§ Exercise directions
For this exercise, restate word for word only the lines from the first line of the data to the line containing "obs.barometric_abs_hpa = pressure - 25.0;".
Top of Exercise input
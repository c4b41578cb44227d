//! Integration tests for the config -> store -> generator -> realtime record path.

use std::fs;
use std::io::Cursor;
use std::sync::Arc;

use chrono::{DateTime, TimeZone, Utc};
use cirrus::meteorology::{SunCalculator, SunError, SunTimes};
use cirrus::realtime::{FIELD_COUNT, marshal};
use cirrus::{
    Config, Event, EventBus, Observation, ObservationStore, OnBadLine, RealtimeService,
    StatisticsGenerator, Store, ingest_lines,
};
use tempfile::tempdir;

struct AlwaysUp;

impl SunCalculator for AlwaysUp {
    fn sun_times(&self, _: DateTime<Utc>, _: f64, _: f64) -> Result<SunTimes, SunError> {
        Ok(SunTimes::PolarDay)
    }
}

fn at(h: u32, m: u32, s: u32) -> DateTime<Utc> {
    Utc.with_ymd_and_hms(2008, 10, 18, h, m, s).unwrap()
}

fn observation(timestamp: DateTime<Utc>, temp: f64, gust: f64, pressure: f64) -> Observation {
    let mut obs = Observation::new(timestamp);
    obs.temp_outdoor_c = temp;
    obs.humidity_outdoor = 84;
    obs.wind_speed_kph = 33.0;
    obs.wind_gust_kph = gust;
    obs.wind_dir_deg = 261.0;
    obs.barometric_abs_hpa = pressure - 25.0;
    obs.barometric_rel_hpa = pressure;
    obs.daily_rain_mm = 1.0;
    obs.monthly_rain_mm = 85.2;
    obs.total_rain_mm = 588.4;
    obs.temp_indoor_c = 20.3;
    obs.humidity_indoor = 57;
    obs
}

fn fields(record: &[u8]) -> Vec<String> {
    std::str::from_utf8(record)
        .unwrap()
        .split(' ')
        .map(str::to_string)
        .collect()
}

#[test]
fn test_configured_pipeline_writes_record() {
    let temp_dir = tempdir().unwrap();
    let config_path = temp_dir.path().join("cirrus.toml");
    let store_path = temp_dir.path().join("weather");
    let output_path = temp_dir.path().join("realtime.txt");

    fs::write(
        &config_path,
        format!(
            r#"
database_path = "{}"

[location]
latitude = 51.48
longitude = 0.0

[reporting]
barometric_measurement = "relative"
cloud_base_units = "ft"
version = "1.9.4"
build_number = 1099

[realtime]
interval_secs = 60
output_path = "{}"
"#,
            store_path.display(),
            output_path.display()
        ),
    )
    .unwrap();

    let config = Config::load(&config_path).unwrap();
    let store = Arc::new(Store::open(&config.database_path).unwrap());
    store.insert(observation(at(12, 0, 20), 10.9, 25.0, 1023.9)).unwrap();
    store.insert(observation(at(14, 41, 30), 7.8, 44.0, 1023.4)).unwrap();
    store.insert(observation(at(16, 1, 12), 8.4, 34.0, 1024.8)).unwrap();

    let generator = StatisticsGenerator::new(Arc::clone(&store), config.generator_config())
        .with_sun_calculator(Box::new(AlwaysUp));
    let bus = Arc::new(EventBus::new());
    let events = bus.subscribe();
    let service = RealtimeService::new(
        generator,
        config.schedule().unwrap(),
        &config.realtime.output_path,
    )
    .with_bus(Arc::clone(&bus));

    let stats = service.run_once(&at(16, 3, 45)).unwrap().unwrap();
    let record = fs::read(service.output_path()).unwrap();
    assert_eq!(record, marshal(&stats));

    let f = fields(&record);
    assert_eq!(f.len(), FIELD_COUNT);
    assert_eq!(f[0], "18/10/08");
    assert_eq!(f[1], "16:03:45");
    assert_eq!(f[2], "8.4");
    assert_eq!(f[3], "84");
    assert_eq!(f[7], "261");
    assert_eq!(f[10], "1024.8");
    assert_eq!(f[11], "W");
    assert_eq!(f[13..17], ["km/h", "C", "hPa", "mm"]);
    assert_eq!(f[26], "10.9");
    assert_eq!(f[27], "12:00");
    assert_eq!(f[28], "7.8");
    assert_eq!(f[29], "14:41");
    assert_eq!(f[32], "44.0");
    assert_eq!(f[33], "14:41");
    assert_eq!(f[34], "1024.8");
    assert_eq!(f[35], "16:01");
    assert_eq!(f[36], "1023.4");
    assert_eq!(f[37], "14:41");
    assert_eq!(f[38], "1.9.4");
    assert_eq!(f[39], "1099");
    assert_eq!(f[49], "1");
    assert_eq!(f[50], "0");
    assert_eq!(f[53], "ft");

    assert_eq!(events.try_recv().unwrap(), Event::NewStatistics(stats));
}

#[test]
fn test_record_reflects_reopened_store() {
    let temp_dir = tempdir().unwrap();
    let store_path = temp_dir.path().join("weather");

    {
        let store = Store::open(&store_path).unwrap();
        store.insert(observation(at(15, 50, 0), 8.1, 30.0, 1024.5)).unwrap();
        store.insert(observation(at(16, 1, 12), 8.4, 34.0, 1024.8)).unwrap();
    }

    let config = Config::default();
    let store = Arc::new(Store::open(&store_path).unwrap());
    let generator = StatisticsGenerator::new(store, config.generator_config())
        .with_sun_calculator(Box::new(AlwaysUp));

    let first = marshal(&generator.generate(&at(16, 3, 45)).unwrap());
    let second = marshal(&generator.generate(&at(16, 3, 45)).unwrap());
    assert_eq!(first, second);

    let f = fields(&first);
    assert_eq!(f.len(), FIELD_COUNT);
    // Absolute pressure is the default barometer.
    assert_eq!(f[10], "999.8");
    assert_eq!(f[40], "34.0");
    assert_eq!(f[53], "m");
    assert!(!first.ends_with(b" "));
}

#[test]
fn test_stale_station_sets_contact_lost_flag() {
    let store = Arc::new(Store::in_memory());
    store.insert(observation(at(12, 0, 0), 8.4, 20.0, 1024.8)).unwrap();

    let generator = StatisticsGenerator::new(store, Config::default().generator_config())
        .with_sun_calculator(Box::new(AlwaysUp));
    let record = marshal(&generator.generate(&at(16, 3, 45)).unwrap());

    let f = fields(&record);
    assert_eq!(f[50], "1");
    // Ten-minute window is empty.
    assert_eq!(f[40], "0.0");
}

#[test]
fn test_lines_fed_to_running_store_reach_the_record() {
    let temp_dir = tempdir().unwrap();
    let output_path = temp_dir.path().join("realtime.txt");
    let store = Arc::new(Store::open(temp_dir.path().join("weather")).unwrap());
    store.insert(observation(at(15, 50, 0), 8.1, 30.0, 1024.5)).unwrap();

    let config = Config::default();
    let generator = StatisticsGenerator::new(Arc::clone(&store), config.generator_config())
        .with_sun_calculator(Box::new(AlwaysUp));
    let service = RealtimeService::new(generator, config.schedule().unwrap(), &output_path);

    let before = fields(&marshal(&service.run_once(&at(16, 3, 45)).unwrap().unwrap()));
    assert_eq!(before[2], "8.1");

    let feed = format!(
        "{}\nnot an observation\n",
        serde_json::to_string(&observation(at(16, 2, 0), 9.6, 41.0, 1024.9)).unwrap()
    );
    let writer = {
        let store = Arc::clone(&store);
        std::thread::spawn(move || ingest_lines(&*store, Cursor::new(feed), OnBadLine::Skip))
    };
    let summary = writer.join().unwrap().unwrap();
    assert_eq!(summary.inserted, 1);
    assert_eq!(summary.skipped, 1);

    let after = service.run_once(&at(16, 3, 45)).unwrap().unwrap();
    let record = fs::read(&output_path).unwrap();
    assert_eq!(record, marshal(&after));
    let f = fields(&record);
    assert_eq!(f[2], "9.6");
    assert_eq!(f[10], "999.9");
}
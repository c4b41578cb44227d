//! Daylight test from sunrise and sunset.
//!
//! The solar position algorithm sits behind [`SunCalculator`] so it can be
//! swapped or stubbed. [`SpaCalculator`] is the default and uses the NREL
//! solar position algorithm from the `spa` crate.

use chrono::{DateTime, TimeDelta, TimeZone, Utc};
use spa::{SunriseAndSet, calc_sunrise_and_set};
use thiserror::Error;
use tracing::warn;

use crate::window::local_midnight;

/// Sunrise and sunset for one day at one place.
#[derive(Debug, Clone, Copy, PartialEq, Eq)]
pub enum SunTimes {
    /// The sun rises and sets.
    Daylight {
        /// Sunrise instant.
        sunrise: DateTime<Utc>,
        /// Sunset instant.
        sunset: DateTime<Utc>,
    },
    /// The sun stays above the horizon all day.
    PolarDay,
    /// The sun stays below the horizon all day.
    PolarNight,
}

/// A sunrise/sunset computation failed.
#[derive(Error, Debug)]
#[error("sunrise/sunset calculation failed: {reason}")]
pub struct SunError {
    /// Description from the underlying algorithm.
    pub reason: String,
}

/// Computes sunrise and sunset.
pub trait SunCalculator: Send + Sync {
    /// Sun times for the day containing `day`, at the given WGS84 position.
    ///
    /// # Errors
    ///
    /// Returns [`SunError`] if the algorithm rejects its inputs.
    fn sun_times(&self, day: DateTime<Utc>, latitude: f64, longitude: f64)
    -> Result<SunTimes, SunError>;
}

/// [`SunCalculator`] backed by the `spa` crate.
#[derive(Debug, Clone, Copy, Default)]
pub struct SpaCalculator;

impl SunCalculator for SpaCalculator {
    fn sun_times(
        &self,
        day: DateTime<Utc>,
        latitude: f64,
        longitude: f64,
    ) -> Result<SunTimes, SunError> {
        let times = calc_sunrise_and_set(day, latitude, longitude).map_err(|e| SunError {
            reason: format!("{e:?}"),
        })?;

        Ok(match times {
            SunriseAndSet::Daylight(sunrise, sunset) => SunTimes::Daylight { sunrise, sunset },
            SunriseAndSet::PolarDay => SunTimes::PolarDay,
            SunriseAndSet::PolarNight => SunTimes::PolarNight,
        })
    }
}

/// Returns `true` if `now` falls strictly between sunrise and sunset of its
/// local calendar day at `latitude`/`longitude`.
///
/// Polar day counts as daylight and polar night does not. A calculator
/// failure is logged and reported as `false`.
pub fn is_daylight<Tz: TimeZone>(
    now: &DateTime<Tz>,
    latitude: f64,
    longitude: f64,
    calculator: &dyn SunCalculator,
) -> bool {
    let day = local_noon(now);

    match calculator.sun_times(day, latitude, longitude) {
        Ok(SunTimes::Daylight { sunrise, sunset }) => {
            let (sunrise, sunset) = around_noon(sunrise, sunset, day);
            let now = now.with_timezone(&Utc);
            sunrise < now && now < sunset
        }
        Ok(SunTimes::PolarDay) => true,
        Ok(SunTimes::PolarNight) => false,
        Err(e) => {
            warn!(latitude, longitude, error = %e, "daylight unknown, assuming night");
            false
        }
    }
}

/// Local noon of `now`'s calendar day as a UTC instant.
fn local_noon<Tz: TimeZone>(now: &DateTime<Tz>) -> DateTime<Utc> {
    local_midnight(now) + TimeDelta::hours(12)
}

/// Shifts sunrise into the 24 hours ending at `noon` and sunset into the 24
/// hours starting at it.
///
/// Calculators work on UTC dates, so far from Greenwich one of the two
/// events can land on the neighbouring local day.
fn around_noon(
    sunrise: DateTime<Utc>,
    sunset: DateTime<Utc>,
    noon: DateTime<Utc>,
) -> (DateTime<Utc>, DateTime<Utc>) {
    const DAY: i64 = 86_400;
    let rise_days = -(-(sunrise - noon).num_seconds()).div_euclid(DAY);
    let set_days = (sunset - noon).num_seconds().div_euclid(DAY);
    (
        sunrise - TimeDelta::days(rise_days),
        sunset - TimeDelta::days(set_days),
    )
}
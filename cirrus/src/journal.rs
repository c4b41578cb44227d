//! Append-only on-disk journal of observations.
//!
//! The journal is the durable half of [`crate::store::Store`]. Every insert
//! appends one fixed-size record and syncs it before returning; on open the
//! file is memory-mapped read-only and replayed into the in-memory index.
//!
//! # File Format
//!
//! ```text
//! [0..16)          Header: magic "CRSJ", version u32, record size u32, reserved u32
//! [16..16+N*152)   Records, little-endian:
//!                    id u64, unix seconds i64, subsecond nanos u32,
//!                    16 x f64 measurements (declaration order of Observation),
//!                    humidity_outdoor u8, humidity_indoor u8, uv_index u8,
//!                    1 byte padding
//! ```
//!
//! A crash mid-append can leave a trailing partial record. Opening the
//! journal truncates it away; whole records are never rewritten.

use std::fs::{File, OpenOptions, TryLockError};
use std::io::{Seek, SeekFrom, Write};
use std::path::Path;

use chrono::DateTime;
use memmap2::Mmap;
use tracing::{debug, warn};

use crate::error::{CirrusError, JournalError, Result};
use crate::observation::Observation;

/// Magic bytes identifying a cirrus journal file.
const JOURNAL_MAGIC: [u8; 4] = *b"CRSJ";

/// Current journal format version.
const JOURNAL_VERSION: u32 = 1;

/// Size of the journal header in bytes.
pub const HEADER_SIZE: usize = 16;

/// Size of one encoded observation in bytes.
pub const RECORD_SIZE: usize = 152;

/// An open journal file positioned for appends.
#[derive(Debug)]
pub struct Journal {
    /// The journal file handle.
    file: File,
    /// Path to the journal (for error reporting).
    path: String,
    /// Length of the committed prefix of the file.
    len: u64,
}

impl Journal {
    /// Opens the journal at `path`, creating it if missing, and returns the
    /// observations it already holds in file order.
    ///
    /// # Errors
    ///
    /// Returns [`JournalError::Locked`] if another handle already has the
    /// journal open, or another [`JournalError`] if the file cannot be opened
    /// or mapped, or if the header or a record is invalid.
    pub fn open<P: AsRef<Path>>(path: P) -> Result<(Self, Vec<Observation>)> {
        let path = path.as_ref();
        let path_str = path.display().to_string();

        let mut file = OpenOptions::new()
            .create(true)
            .truncate(false)
            .read(true)
            .write(true)
            .open(path)
            .map_err(|e| JournalError::OpenFailed {
                path: path_str.clone(),
                source: e,
            })?;

        // One writer per journal; the lock is released when the file is closed.
        file.try_lock().map_err(|e| match e {
            TryLockError::WouldBlock => CirrusError::from(JournalError::Locked {
                path: path_str.clone(),
            }),
            TryLockError::Error(source) => CirrusError::from(JournalError::OpenFailed {
                path: path_str.clone(),
                source,
            }),
        })?;

        let file_len = file
            .metadata()
            .map_err(|e| JournalError::OpenFailed {
                path: path_str.clone(),
                source: e,
            })?
            .len();

        if file_len == 0 {
            let header = encode_header();
            file.write_all(&header)
                .and_then(|()| file.sync_data())
                .map_err(|e| JournalError::AppendFailed {
                    path: path_str.clone(),
                    offset: 0,
                    source: e,
                })?;
            debug!(path = %path_str, "created observation journal");

            let journal = Self {
                file,
                path: path_str,
                len: HEADER_SIZE as u64,
            };
            return Ok((journal, Vec::new()));
        }

        let (observations, committed_len) = Self::replay(&file, &path_str)?;

        if committed_len < file_len {
            warn!(
                path = %path_str,
                dropped_bytes = file_len - committed_len,
                "truncating partial trailing journal record"
            );
            file.set_len(committed_len)
                .map_err(|e| JournalError::AppendFailed {
                    path: path_str.clone(),
                    offset: committed_len,
                    source: e,
                })?;
        }

        debug!(path = %path_str, records = observations.len(), "replayed observation journal");

        Ok((
            Self {
                file,
                path: path_str,
                len: committed_len,
            },
            observations,
        ))
    }

    /// Decodes every whole record in the file.
    fn replay(file: &File, path: &str) -> Result<(Vec<Observation>, u64)> {
        // SAFETY: The mapping is read-only and dropped before this function
        // returns. The caller holds the exclusive file lock, so no other
        // handle appends or truncates while the journal is being replayed.
        let mmap = unsafe {
            Mmap::map(file).map_err(|e| JournalError::MapFailed {
                path: path.to_string(),
                source: e,
            })?
        };

        if mmap.len() < HEADER_SIZE {
            return Err(JournalError::Corrupted {
                path: path.to_string(),
                reason: format!("file is {} bytes, shorter than the header", mmap.len()),
            }
            .into());
        }

        validate_header(&mmap[..HEADER_SIZE], path)?;

        let body = &mmap[HEADER_SIZE..];
        let record_count = body.len() / RECORD_SIZE;
        let mut observations = Vec::with_capacity(record_count);

        for (index, chunk) in body.chunks_exact(RECORD_SIZE).enumerate() {
            let observation = decode_record(chunk).ok_or_else(|| JournalError::Corrupted {
                path: path.to_string(),
                reason: format!("record {index} has an out-of-range timestamp"),
            })?;
            observations.push(observation);
        }

        let committed_len = (HEADER_SIZE + record_count * RECORD_SIZE) as u64;
        Ok((observations, committed_len))
    }

    /// Appends one observation and syncs it to disk.
    ///
    /// On failure the file is truncated back to its previous length so no
    /// partial record remains.
    ///
    /// # Errors
    ///
    /// Returns [`JournalError::AppendFailed`] on I/O failure.
    pub fn append(&mut self, observation: &Observation) -> Result<()> {
        let record = encode_record(observation);
        let offset = self.len;

        let written = self
            .file
            .seek(SeekFrom::Start(offset))
            .and_then(|_| self.file.write_all(&record))
            .and_then(|()| self.file.sync_data());

        if let Err(e) = written {
            // Best effort: the original error is the one worth reporting.
            let _ = self.file.set_len(offset);
            return Err(JournalError::AppendFailed {
                path: self.path.clone(),
                offset,
                source: e,
            }
            .into());
        }

        self.len += RECORD_SIZE as u64;
        Ok(())
    }

    /// Number of records committed to the journal.
    pub fn record_count(&self) -> u64 {
        (self.len - HEADER_SIZE as u64) / RECORD_SIZE as u64
    }
}

fn encode_header() -> [u8; HEADER_SIZE] {
    let mut header = [0u8; HEADER_SIZE];
    header[0..4].copy_from_slice(&JOURNAL_MAGIC);
    header[4..8].copy_from_slice(&JOURNAL_VERSION.to_le_bytes());
    #[allow(clippy::cast_possible_truncation)] // RECORD_SIZE is a small constant
    let record_size = RECORD_SIZE as u32;
    header[8..12].copy_from_slice(&record_size.to_le_bytes());
    header
}

fn validate_header(header: &[u8], path: &str) -> Result<()> {
    let mut reader = RecordReader::new(header);
    let magic: [u8; 4] = reader.take();
    let version = u32::from_le_bytes(reader.take());
    let record_size = u32::from_le_bytes(reader.take());

    let reason = if magic != JOURNAL_MAGIC {
        format!("invalid magic bytes: expected {JOURNAL_MAGIC:?}, found {magic:?}")
    } else if version != JOURNAL_VERSION {
        format!("unsupported version: expected {JOURNAL_VERSION}, found {version}")
    } else if record_size as usize != RECORD_SIZE {
        format!("record size mismatch: expected {RECORD_SIZE}, found {record_size}")
    } else {
        return Ok(());
    };

    Err(JournalError::Corrupted {
        path: path.to_string(),
        reason,
    }
    .into())
}

/// Encodes an observation into its fixed-size record.
pub fn encode_record(observation: &Observation) -> [u8; RECORD_SIZE] {
    let mut record = [0u8; RECORD_SIZE];
    let mut pos = 0;
    let mut put = |bytes: &[u8]| {
        record[pos..pos + bytes.len()].copy_from_slice(bytes);
        pos += bytes.len();
    };

    put(&observation.id.to_le_bytes());
    put(&observation.timestamp.timestamp().to_le_bytes());
    put(&observation.timestamp.timestamp_subsec_nanos().to_le_bytes());
    for value in measurements(observation) {
        put(&value.to_le_bytes());
    }
    put(&[
        observation.humidity_outdoor,
        observation.humidity_indoor,
        observation.uv_index,
    ]);

    record
}

/// Decodes a record produced by [`encode_record`].
///
/// Returns `None` if the stored timestamp is out of range.
pub fn decode_record(bytes: &[u8]) -> Option<Observation> {
    let mut reader = RecordReader::new(bytes);

    let id = u64::from_le_bytes(reader.take());
    let secs = i64::from_le_bytes(reader.take());
    let nanos = u32::from_le_bytes(reader.take());
    let timestamp = DateTime::from_timestamp(secs, nanos)?;

    let mut f = || f64::from_le_bytes(reader.take());
    let mut observation = Observation::new(timestamp);
    observation.id = id;
    observation.barometric_abs_hpa = f();
    observation.barometric_rel_hpa = f();
    observation.hourly_rain_mm = f();
    observation.daily_rain_mm = f();
    observation.weekly_rain_mm = f();
    observation.monthly_rain_mm = f();
    observation.total_rain_mm = f();
    observation.event_rain_mm = f();
    observation.rain_rate_mm = f();
    observation.wind_dir_deg = f();
    observation.wind_gust_kph = f();
    observation.wind_speed_kph = f();
    observation.max_daily_gust_kph = f();
    observation.solar_radiation_wm2 = f();
    observation.temp_outdoor_c = f();
    observation.temp_indoor_c = f();

    let [humidity_outdoor, humidity_indoor, uv_index] = reader.take();
    observation.humidity_outdoor = humidity_outdoor;
    observation.humidity_indoor = humidity_indoor;
    observation.uv_index = uv_index;

    Some(observation)
}

/// The f64 fields of an observation in record order.
fn measurements(o: &Observation) -> [f64; 16] {
    [
        o.barometric_abs_hpa,
        o.barometric_rel_hpa,
        o.hourly_rain_mm,
        o.daily_rain_mm,
        o.weekly_rain_mm,
        o.monthly_rain_mm,
        o.total_rain_mm,
        o.event_rain_mm,
        o.rain_rate_mm,
        o.wind_dir_deg,
        o.wind_gust_kph,
        o.wind_speed_kph,
        o.max_daily_gust_kph,
        o.solar_radiation_wm2,
        o.temp_outdoor_c,
        o.temp_indoor_c,
    ]
}

/// Sequential fixed-width reader over a record slice.
struct RecordReader<'a> {
    bytes: &'a [u8],
    pos: usize,
}

impl<'a> RecordReader<'a> {
    fn new(bytes: &'a [u8]) -> Self {
        Self { bytes, pos: 0 }
    }

    /// Reads the next `N` bytes. Callers size the input slice to the layout.
    fn take<const N: usize>(&mut self) -> [u8; N] {
        let mut out = [0u8; N];
        out.copy_from_slice(&self.bytes[self.pos..self.pos + N]);
        self.pos += N;
        out
    }
}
Bottom of Exercise input
§ Reply
repository c4b41578cb44227d
//! Integration tests for the config -> store -> generator -> realtime record path.

use std::fs;
use std::io::Cursor;
use std::sync::Arc;

use chrono::{DateTime, TimeZone, Utc};
use cirrus::meteorology::{SunCalculator, SunError, SunTimes};
use cirrus::realtime::{FIELD_COUNT, marshal};
use cirrus::{
    Config, Event, EventBus, Observation, ObservationStore, OnBadLine, RealtimeService,
    StatisticsGenerator, Store, ingest_lines,
};
use tempfile::tempdir;

struct AlwaysUp;

impl SunCalculator for AlwaysUp {
    fn sun_times(&self, _: DateTime<Utc>, _: f64, _: f64) -> Result<SunTimes, SunError> {
        Ok(SunTimes::PolarDay)
    }
}

fn at(h: u32, m: u32, s: u32) -> DateTime<Utc> {
    Utc.with_ymd_and_hms(2008, 10, 18, h, m, s).unwrap()
}

fn observation(timestamp: DateTime<Utc>, temp: f64, gust: f64, pressure: f64) -> Observation {
    let mut obs = Observation::new(timestamp);
    obs.temp_outdoor_c = temp;
    obs.humidity_outdoor = 84;
    obs.wind_speed_kph = 33.0;
    obs.wind_gust_kph = gust;
    obs.wind_dir_deg = 261.0;
    obs.barometric_abs_hpa = pressure - 25.0;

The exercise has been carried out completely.